Finally, the meshing of the lobes forces the liquid through the outlet port under pressure. Lobe pumps are frequently used in food applications because they can handle solids without damaging the product. The size of particle pumped can be much larger in lobe pumps than in any other of the PD types.
A vane pump, too, traps the liquid by forming a compartment comprising vanes and the casing (Figure 1.10). As the rotor turns, the trapped liquid is traversed from the suction port to the discharge port.
A slotted rotor or impeller is eccentrically supported in a cycloidal cam. The rotor is located close to the wall of the cam to form a crescent-shaped cavity. The rotor is sealed into the cam by two side plates. Vanes or blades fit in the slots of the impeller. As the impeller rotates and the fluid enters the pump, centrifugal force, hydraulic pressure springs, and/or pushrods push the vanes to the walls of the housing.

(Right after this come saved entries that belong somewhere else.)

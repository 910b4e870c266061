pub mod stub;

#[cfg(feature = "backend-tract")]
pub mod tract;

pub use stub::StubDetector;

#[cfg(feature = "backend-tract")]
pub use tract::TractDetector;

The tight seal among the vanes, rotor, cam, and side plate is the key to good suction — the common vane pumping principle.
The housing and cam force the fluid into the pumping chamber through holes in the cam. The fluid enters the pockets created by the vanes, rotor, cam, and side plate.
As the impeller rotates, the vanes sweep the fluid to the opposite side of the crescent where it is squeezed through the discharge holes of the cam as the vane approaches the point of the crescent. The fluid then exits the discharge port.
Vane pumps are ideally suited for low-viscosity, non-lubricating liquids.
Figure 1.10: Vane pump
The impeller of the Flexible Rotor pump is made of flexible material. Each vane begins to flex as it moves up the eccentric at the centre of the discharge hole, and flexing extends along the whole vane length as it moves away from the eccentric after passing through the inlet port. Increasing the volume between two adjacent vanes at the inlet port produces a vacuum which leads the fluid to circulate towards the larger space. Reducing the volume at the discharge port forces the fluid out through the discharge tube (see Figure 1.11).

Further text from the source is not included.